(Stored items)
================================
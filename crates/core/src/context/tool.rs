//! `tool` context handler

use super::ContextHandler;
use crate::errors::{LimarError, Result};
use crate::manifest::item::SharedItem;
use crate::manifest::walker::ContextFrame;
use indexmap::IndexMap;

/// Attaches the enclosing tool declaration to items
///
/// Tools are registered by their `command` option; declaring the same tool
/// command in several contexts refers to one tool.
#[derive(Default)]
pub struct Tool {
    tools: IndexMap<String, IndexMap<String, Option<String>>>,
    current_tool: Option<String>,
}

impl ContextHandler for Tool {
    fn context_type(&self) -> &'static str {
        "tool"
    }

    fn on_enter_context(&mut self, context: &ContextFrame) -> Result<()> {
        let command = context.opt("command").ok_or_else(|| {
            LimarError::manifest("A @tool context must be given a `command`".to_string())
        })?;

        if let Some(current) = &self.current_tool {
            return Err(LimarError::manifest(format!(
                "Can only have one nested @tool context: tried to nest '{command}' inside '{current}'"
            )));
        }

        self.tools
            .entry(command.to_string())
            .or_insert_with(|| context.opts.clone());
        self.current_tool = Some(command.to_string());
        Ok(())
    }

    fn on_exit_context(
        &mut self,
        _context: &ContextFrame,
        _items: &crate::manifest::item::ItemSet,
        _item_sets: &IndexMap<String, crate::manifest::item::ItemSet>,
    ) -> Result<()> {
        self.current_tool = None;
        Ok(())
    }

    fn on_declare_item(&mut self, _contexts: &[ContextFrame], item: &SharedItem) -> Result<()> {
        let current = self
            .current_tool
            .as_ref()
            .ok_or_else(|| LimarError::internal("tool handler invoked outside @tool context"))?;

        let mut item = item.borrow_mut();
        item.tags.add("tool", Some(current.clone()));
        item.tool = self.tools.get(current).cloned();
        Ok(())
    }
}

#[cfg(test)]
mod tests {
    use super::*;
    use crate::manifest::parser::parse;
    use crate::manifest::Walker;

    #[test]
    fn test_tool_attached_to_items() -> anyhow::Result<()> {
        let walker = Walker::new(vec![Box::new(Tool::default())]);
        let output = walker.walk(&parse(
            "@tool (command: git, version-arg: --version) {\n  git-status\n}\n",
        )?)?;

        let item = output.items["git-status"].borrow();
        assert_eq!(item.tags.value_of("tool"), Some("git"));
        let tool = item.tool.as_ref().unwrap();
        assert_eq!(tool.get("version-arg").unwrap().as_deref(), Some("--version"));
        Ok(())
    }

    #[test]
    fn test_nested_tool_contexts_fail() -> anyhow::Result<()> {
        let walker = Walker::new(vec![Box::new(Tool::default())]);
        let err = walker
            .walk(&parse(
                "@tool (command: git) {\n  @tool (command: hg) {\n    x\n  }\n}\n",
            )?)
            .unwrap_err();
        assert!(err.to_string().contains("nested @tool"));
        Ok(())
    }

    #[test]
    fn test_tool_requires_command() -> anyhow::Result<()> {
        let walker = Walker::new(vec![Box::new(Tool::default())]);
        assert!(walker.walk(&parse("@tool (name: git) {\n  x\n}\n")?).is_err());
        Ok(())
    }
}
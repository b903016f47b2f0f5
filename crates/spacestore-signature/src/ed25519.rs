//! Ed25519 signer with a `did:key` verification-method id

use crate::error::SignatureError;
use crate::signer::Signer;
use async_trait::async_trait;
use base58::ToBase58;
use ed25519_dalek::{Signer as _, SigningKey, VerifyingKey};
use rand::rngs::OsRng;

// multicodec ed25519-pub, varint encoded
const MULTICODEC_ED25519_PUB: [u8; 2] = [0xed, 0x01];

/// An Ed25519 [`Signer`] backed by ed25519-dalek
///
/// Its id is a `did:key` verification-method URI of the form
/// `did:key:z{mb}#z{mb}`, where `z{mb}` is the base58btc multibase of the
/// multicodec-prefixed public key.
///
/// # Example
///
/// ```rust
/// use spacestore_signature::{Ed25519Signer, Signer};
///
/// let signer = Ed25519Signer::generate();
/// assert!(signer.id().starts_with("did:key:z"));
/// ```
pub struct Ed25519Signer {
    signing_key: SigningKey,
    id: String,
}

impl Ed25519Signer {
    /// Generate a signer from a fresh random key
    pub fn generate() -> Self {
        Self::from_signing_key(SigningKey::generate(&mut OsRng))
    }

    /// Build a signer from a 32-byte seed
    pub fn from_seed(seed: &[u8; 32]) -> Self {
        Self::from_signing_key(SigningKey::from_bytes(seed))
    }

    fn from_signing_key(signing_key: SigningKey) -> Self {
        let multibase = multibase_of(&signing_key.verifying_key());
        let id = format!("did:key:{}#{}", multibase, multibase);
        Self { signing_key, id }
    }

    /// The controller DID (the `did:key:` prefix of the id)
    pub fn did(&self) -> &str {
        // the id is always "{did}#{fragment}"
        self.id.split('#').next().unwrap_or(&self.id)
    }

    /// Public key for verifying signatures produced by this signer
    pub fn verifying_key(&self) -> VerifyingKey {
        self.signing_key.verifying_key()
    }
}

#[async_trait]
impl Signer for Ed25519Signer {
    fn id(&self) -> &str {
        &self.id
    }

    async fn sign(&self, data: &[u8]) -> Result<Vec<u8>, SignatureError> {
        let signature = self.signing_key.sign(data);
        Ok(signature.to_bytes().to_vec())
    }
}

/// base58btc multibase of the multicodec-prefixed public key
fn multibase_of(key: &VerifyingKey) -> String {
    let mut prefixed = Vec::with_capacity(2 + 32);
    prefixed.extend_from_slice(&MULTICODEC_ED25519_PUB);
    prefixed.extend_from_slice(key.as_bytes());
    format!("z{}", prefixed.to_base58())
}
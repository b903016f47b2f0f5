//! In-memory map-backed fake storage server for protocol tests
//!
//! Emulates the wire behavior of a storage server: blobs keyed by path,
//! per-space controller enforcement over HTTP Signature keyIds, and
//! collection synthesis by path-prefix scan. Test-only; not a reference
//! server implementation.

#![allow(dead_code)]

use async_trait::async_trait;
use spacestore_client::{
    ClientError, Method, Transport, TransportRequest, TransportResponse,
};
use spacestore_core::{is_activitystreams_media_type, Collection, CollectionItem, ResourcePath};
use spacestore_signature::{controller_of_verification_method, Authorization};
use std::collections::HashMap;
use std::sync::Mutex;

#[derive(Clone)]
struct StoredBlob {
    media_type: Option<String>,
    data: Vec<u8>,
}

#[derive(Default)]
struct State {
    blobs: HashMap<String, StoredBlob>,
    // space path -> controller did
    controllers: HashMap<String, String>,
    requests: Vec<TransportRequest>,
}

#[derive(Default)]
pub struct MemoryTransport {
    state: Mutex<State>,
}

impl MemoryTransport {
    pub fn new() -> Self {
        Self::default()
    }

    /// Every request that reached the transport, in order
    pub fn requests(&self) -> Vec<TransportRequest> {
        self.state.lock().unwrap().requests.clone()
    }

    pub fn last_request(&self) -> Option<TransportRequest> {
        self.state.lock().unwrap().requests.last().cloned()
    }
}

fn authorized(state: &State, space_path: &str, request: &TransportRequest) -> bool {
    let Some(controller) = state.controllers.get(space_path) else {
        // spaces without a controller accept unsigned requests
        return true;
    };
    let Some(value) = request.header("authorization") else {
        return false;
    };
    let Ok(authorization) = Authorization::parse(value) else {
        return false;
    };
    match controller_of_verification_method(&authorization.key_id) {
        Ok(did) => did == controller,
        Err(_) => false,
    }
}

fn respond(status: u16, media_type: Option<&str>, body: Vec<u8>) -> TransportResponse {
    let mut headers = Vec::new();
    if let Some(media_type) = media_type {
        headers.push(("content-type".to_string(), media_type.to_string()));
    }
    TransportResponse {
        status,
        headers,
        body,
    }
}

/// Synthesize a collection listing from every blob under the path prefix
fn collection_at(state: &State, path: &str) -> Collection {
    let mut items: Vec<CollectionItem> = state
        .blobs
        .keys()
        .filter(|key| key.starts_with(path) && key.as_str() != path)
        .map(|key| CollectionItem {
            name: key[path.len()..].to_string(),
            url: path.to_string(),
        })
        .collect();
    items.sort_by(|a, b| a.name.cmp(&b.name));
    Collection {
        kind: "Collection".to_string(),
        total_items: items.len() as u64,
        items,
    }
}

#[async_trait]
impl Transport for MemoryTransport {
    async fn send(&self, request: TransportRequest) -> Result<TransportResponse, ClientError> {
        let mut state = self.state.lock().unwrap();
        state.requests.push(request.clone());

        let path = request.path.clone();
        let parsed = ResourcePath::parse(&path)?;
        let space_path = parsed.space_path().to_string();

        if !authorized(&state, &space_path, &request) {
            return Ok(respond(401, None, vec![]));
        }

        match request.method {
            Method::Put | Method::Post => {
                let data = request.body.clone().unwrap_or_default();
                // a JSON write to the space path itself may set the controller
                if parsed.resource_path().is_empty() {
                    if let Ok(value) = serde_json::from_slice::<serde_json::Value>(&data) {
                        if let Some(controller) =
                            value.get("controller").and_then(|c| c.as_str())
                        {
                            state
                                .controllers
                                .insert(space_path.clone(), controller.to_string());
                        }
                    }
                }
                let media_type = request.header("content-type").map(str::to_string);
                state.blobs.insert(path, StoredBlob { media_type, data });
                let status = if request.method == Method::Post { 201 } else { 204 };
                Ok(respond(status, None, vec![]))
            }
            Method::Get => {
                let Some(stored) = state.blobs.get(&path) else {
                    return Ok(respond(404, None, vec![]));
                };
                // ActivityStreams blobs that parse as collections get their
                // listing synthesized from the current map contents
                if stored
                    .media_type
                    .as_deref()
                    .is_some_and(is_activitystreams_media_type)
                    && Collection::from_json_bytes(&stored.data).is_ok()
                {
                    let media_type = stored.media_type.clone();
                    let body = serde_json::to_vec(&collection_at(&state, &path)).unwrap();
                    return Ok(respond(200, media_type.as_deref(), body));
                }
                Ok(respond(200, stored.media_type.as_deref(), stored.data.clone()))
            }
            Method::Delete => {
                state.blobs.remove(&path);
                Ok(respond(204, None, vec![]))
            }
        }
    }
}
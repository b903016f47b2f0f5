//! `urn:uuid:` identifier parsing and validation

use crate::error::AddressError;
use std::fmt::{Display, Formatter};
use std::str::FromStr;
use uuid::Uuid;

/// Prefix of every space identifier
pub const URN_UUID_PREFIX: &str = "urn:uuid:";

/// Check whether the value is a `urn:uuid:` URI
///
/// This is a prefix test only; the suffix is not validated further.
pub fn is_urn_uuid(v: &str) -> bool {
    v.starts_with(URN_UUID_PREFIX)
}

/// A validated `urn:uuid:` space identifier
///
/// # Examples
///
/// ```rust
/// use spacestore_core::UrnUuid;
///
/// let id = UrnUuid::parse("urn:uuid:3b4a9cf2-5f6e-4b36-9e1f-0f6a1c2d3e4f").unwrap();
/// assert_eq!(id.uuid(), "3b4a9cf2-5f6e-4b36-9e1f-0f6a1c2d3e4f");
/// ```
#[derive(Debug, Clone, PartialEq, Eq, Hash)]
pub struct UrnUuid {
    urn: String,
    // byte length of the uuid segment following the prefix
    uuid_len: usize,
}

impl UrnUuid {
    /// Parse a `urn:uuid:…` URI
    ///
    /// # Errors
    ///
    /// Returns an error if the value does not start with `urn:uuid:` or
    /// if no uuid segment follows the prefix.
    pub fn parse(v: &str) -> Result<Self, AddressError> {
        if !is_urn_uuid(v) {
            return Err(AddressError::NotAUrnUuid(v.to_string()));
        }

        // the uuid runs up to the next `:`-delimited segment, if any
        let rest = &v[URN_UUID_PREFIX.len()..];
        let uuid_len = rest.find(':').unwrap_or(rest.len());
        if uuid_len == 0 {
            return Err(AddressError::MissingUuid(v.to_string()));
        }

        Ok(Self {
            urn: v.to_string(),
            uuid_len,
        })
    }

    /// Mint a fresh identifier from a random v4 uuid
    pub fn random() -> Self {
        let uuid = Uuid::new_v4();
        Self {
            urn: format!("{}{}", URN_UUID_PREFIX, uuid),
            uuid_len: uuid.to_string().len(),
        }
    }

    /// The bare uuid, without the `urn:uuid:` prefix or any trailing segment
    pub fn uuid(&self) -> &str {
        &self.urn[URN_UUID_PREFIX.len()..URN_UUID_PREFIX.len() + self.uuid_len]
    }

    /// The full `urn:uuid:…` string
    pub fn as_str(&self) -> &str {
        &self.urn
    }
}

impl Display for UrnUuid {
    fn fmt(&self, f: &mut Formatter<'_>) -> std::fmt::Result {
        f.write_str(&self.urn)
    }
}

impl FromStr for UrnUuid {
    type Err = AddressError;

    fn from_str(s: &str) -> Result<Self, Self::Err> {
        Self::parse(s)
    }
}
//! Normalized view over a transport response

use crate::error::ClientError;
use crate::transport::TransportResponse;

/// A storage response
///
/// The body is owned, so [`blob`](Self::blob) and [`json`](Self::json)
/// can be called any number of times; each call works on an independent
/// copy rather than a single-consumption stream.
#[derive(Debug, Clone)]
pub struct StorageResponse {
    status: u16,
    headers: Vec<(String, String)>,
    body: Vec<u8>,
}

impl StorageResponse {
    pub(crate) fn from_transport(response: TransportResponse) -> Self {
        Self {
            status: response.status,
            headers: response.headers,
            body: response.body,
        }
    }

    /// HTTP status code
    pub fn status(&self) -> u16 {
        self.status
    }

    /// True iff the status reports success (2xx)
    pub fn ok(&self) -> bool {
        (200..300).contains(&self.status)
    }

    /// Iterate the response headers as name/value pairs
    pub fn headers(&self) -> impl Iterator<Item = (&str, &str)> {
        self.headers.iter().map(|(n, v)| (n.as_str(), v.as_str()))
    }

    /// Look up a header by case-insensitive name
    pub fn header(&self, name: &str) -> Option<&str> {
        self.headers
            .iter()
            .find(|(n, _)| n.eq_ignore_ascii_case(name))
            .map(|(_, v)| v.as_str())
    }

    /// Copy of the body bytes
    pub fn blob(&self) -> Vec<u8> {
        self.body.clone()
    }

    /// Borrow the body bytes
    pub fn bytes(&self) -> &[u8] {
        &self.body
    }

    /// Parse the body as JSON
    pub fn json(&self) -> Result<serde_json::Value, ClientError> {
        Ok(serde_json::from_slice(&self.body)?)
    }
}
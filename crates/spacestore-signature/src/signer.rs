//! The injected signer capability

use crate::error::SignatureError;
use async_trait::async_trait;

/// A digital-signature capability
///
/// The client never inspects private key material; it only calls `sign`
/// and reads the public `id`. The id is used verbatim as the `keyId` of
/// rendered authorizations, so it should be a stable verification-method
/// reference a verifier can resolve (e.g. a `did:key` verification method).
#[async_trait]
pub trait Signer: Send + Sync {
    /// Verification-method id for signatures produced by this signer
    fn id(&self) -> &str;

    /// Sign the provided bytes
    async fn sign(&self, data: &[u8]) -> Result<Vec<u8>, SignatureError>;
}
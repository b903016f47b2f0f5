//! Shape of a fetched collection body

use crate::error::ShapeError;
use serde::{Deserialize, Serialize};

/// One entry of a collection listing
#[derive(Debug, Clone, PartialEq, Eq, Serialize, Deserialize)]
pub struct CollectionItem {
    pub name: String,
    pub url: String,
}

/// A single fetched collection page
///
/// The wire shape is `{"type":"Collection","totalItems":n,"items":[...]}`.
#[derive(Debug, Clone, PartialEq, Serialize, Deserialize)]
pub struct Collection {
    #[serde(rename = "type")]
    pub kind: String,

    #[serde(rename = "totalItems")]
    pub total_items: u64,

    pub items: Vec<CollectionItem>,
}

impl Collection {
    /// Parse and shape-validate a collection body
    ///
    /// # Errors
    ///
    /// Returns a [`ShapeError`] when the body is not JSON of the expected
    /// structure or its `type` is not `"Collection"`. This is distinct from
    /// any transport-level failure.
    pub fn from_json_bytes(body: &[u8]) -> Result<Self, ShapeError> {
        let collection: Self = serde_json::from_slice(body)?;
        if collection.kind != "Collection" {
            return Err(ShapeError::NotACollection(collection.kind));
        }
        Ok(collection)
    }
}
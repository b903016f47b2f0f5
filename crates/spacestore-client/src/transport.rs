//! The injected transport capability and its reqwest-backed default

use crate::error::ClientError;
use async_trait::async_trait;
use std::fmt::{Display, Formatter};

/// HTTP methods used by the storage protocol
#[derive(Debug, Clone, Copy, PartialEq, Eq, Hash, Default)]
pub enum Method {
    #[default]
    Get,
    Put,
    Post,
    Delete,
}

impl Method {
    pub fn as_str(&self) -> &'static str {
        match self {
            Method::Get => "GET",
            Method::Put => "PUT",
            Method::Post => "POST",
            Method::Delete => "DELETE",
        }
    }
}

impl Display for Method {
    fn fmt(&self, f: &mut Formatter<'_>) -> std::fmt::Result {
        f.write_str(self.as_str())
    }
}

/// One request handed to the transport
#[derive(Debug, Clone, Default)]
pub struct TransportRequest {
    pub method: Method,
    /// Path-only target, e.g. `/space/abc/notes`; the transport resolves
    /// it against whatever origin it is configured with
    pub path: String,
    pub headers: Vec<(String, String)>,
    pub body: Option<Vec<u8>>,
}

impl TransportRequest {
    /// Look up a header by case-insensitive name
    pub fn header(&self, name: &str) -> Option<&str> {
        self.headers
            .iter()
            .find(|(n, _)| n.eq_ignore_ascii_case(name))
            .map(|(_, v)| v.as_str())
    }
}

/// One raw response produced by the transport
///
/// The body is fully buffered so downstream accessors can read it more
/// than once.
#[derive(Debug, Clone)]
pub struct TransportResponse {
    pub status: u16,
    pub headers: Vec<(String, String)>,
    pub body: Vec<u8>,
}

/// The injected HTTP capability
///
/// The client issues every operation through this single seam; anything
/// beyond a request/response round trip (retries, rate limiting,
/// connection reuse) belongs to the implementation behind it.
#[async_trait]
pub trait Transport: Send + Sync {
    async fn send(&self, request: TransportRequest) -> Result<TransportResponse, ClientError>;
}

/// Reqwest-backed [`Transport`] resolving paths against a base origin URL
pub struct HttpTransport {
    client: reqwest::Client,
    base_url: reqwest::Url,
}

impl HttpTransport {
    /// Create a transport sending requests to the given base origin
    ///
    /// # Errors
    ///
    /// Returns an error if the base URL cannot be parsed.
    pub fn new(base_url: &str) -> Result<Self, ClientError> {
        let base_url = reqwest::Url::parse(base_url)
            .map_err(|e| ClientError::Transport(format!("invalid base url: {}", e)))?;
        Ok(Self {
            client: reqwest::Client::new(),
            base_url,
        })
    }

    /// Create a transport with custom reqwest settings
    pub fn with_client(client: reqwest::Client, base_url: reqwest::Url) -> Self {
        Self { client, base_url }
    }

    /// The base origin requests are resolved against
    pub fn base_url(&self) -> &reqwest::Url {
        &self.base_url
    }
}

#[async_trait]
impl Transport for HttpTransport {
    async fn send(&self, request: TransportRequest) -> Result<TransportResponse, ClientError> {
        let url = self
            .base_url
            .join(&request.path)
            .map_err(|e| ClientError::Transport(format!("invalid request path: {}", e)))?;

        let method = match request.method {
            Method::Get => reqwest::Method::GET,
            Method::Put => reqwest::Method::PUT,
            Method::Post => reqwest::Method::POST,
            Method::Delete => reqwest::Method::DELETE,
        };

        let mut builder = self.client.request(method, url);
        for (name, value) in &request.headers {
            builder = builder.header(name, value);
        }
        if let Some(body) = request.body {
            builder = builder.body(body);
        }

        let response = builder.send().await?;
        let status = response.status().as_u16();
        let headers = response
            .headers()
            .iter()
            .map(|(name, value)| {
                (
                    name.as_str().to_string(),
                    String::from_utf8_lossy(value.as_bytes()).into_owned(),
                )
            })
            .collect();
        let body = response.bytes().await?.to_vec();

        Ok(TransportResponse {
            status,
            headers,
            body,
        })
    }
}
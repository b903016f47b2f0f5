//! Single-page collection iteration

use crate::client::{dispatch, RequestOptions};
use crate::error::ClientError;
use crate::transport::{Method, Transport};
use spacestore_core::{Collection, CollectionItem, ACTIVITYSTREAMS_MEDIA_TYPE};
use spacestore_signature::Signer;
use tracing::debug;

/// Items of one fetched collection page
///
/// A finite, consuming iterator drawn from a single fetch; iterating it
/// out does not re-fetch. Call the collection operation again for a fresh
/// view.
#[derive(Debug)]
pub struct CollectionItems {
    total_items: u64,
    items: std::vec::IntoIter<CollectionItem>,
}

impl CollectionItems {
    /// `totalItems` as reported by the fetched page
    pub fn total_items(&self) -> u64 {
        self.total_items
    }
}

impl Iterator for CollectionItems {
    type Item = CollectionItem;

    fn next(&mut self) -> Option<Self::Item> {
        self.items.next()
    }

    fn size_hint(&self) -> (usize, Option<usize>) {
        self.items.size_hint()
    }
}

/// Fetch a collection with one signed GET and expose its items
///
/// # Errors
///
/// - 404 → [`ClientError::NotFound`]
/// - 401 → [`ClientError::Unauthorized`]
/// - other non-2xx → [`ClientError::FetchFailed`] carrying the response
/// - 2xx with a body that is not a `Collection` → [`ClientError::Shape`]
pub(crate) async fn fetch_collection(
    transport: &dyn Transport,
    path: &str,
    signer: Option<&dyn Signer>,
    options: &RequestOptions,
) -> Result<CollectionItems, ClientError> {
    let mut options = options.clone();
    if !options
        .headers
        .iter()
        .any(|(name, _)| name.eq_ignore_ascii_case("accept"))
    {
        options
            .headers
            .push(("accept".to_string(), ACTIVITYSTREAMS_MEDIA_TYPE.to_string()));
    }

    let response = dispatch(transport, Method::Get, path, None, signer, &options).await?;
    match response.status() {
        404 => return Err(ClientError::NotFound(response)),
        401 => return Err(ClientError::Unauthorized(response)),
        _ if !response.ok() => return Err(ClientError::FetchFailed(response)),
        _ => {}
    }

    let collection = Collection::from_json_bytes(response.bytes()).map_err(|e| {
        debug!(path, error = %e, "fetched collection body has unexpected shape");
        e
    })?;

    Ok(CollectionItems {
        total_items: collection.total_items,
        items: collection.items.into_iter(),
    })
}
================================
Required work
When the word "capability" shows up in a line of the entries, report that line.

Written response
//! The injected signer capability
/// A digital-signature capability
//! The injected transport capability and its reqwest-backed default
/// The injected HTTP capability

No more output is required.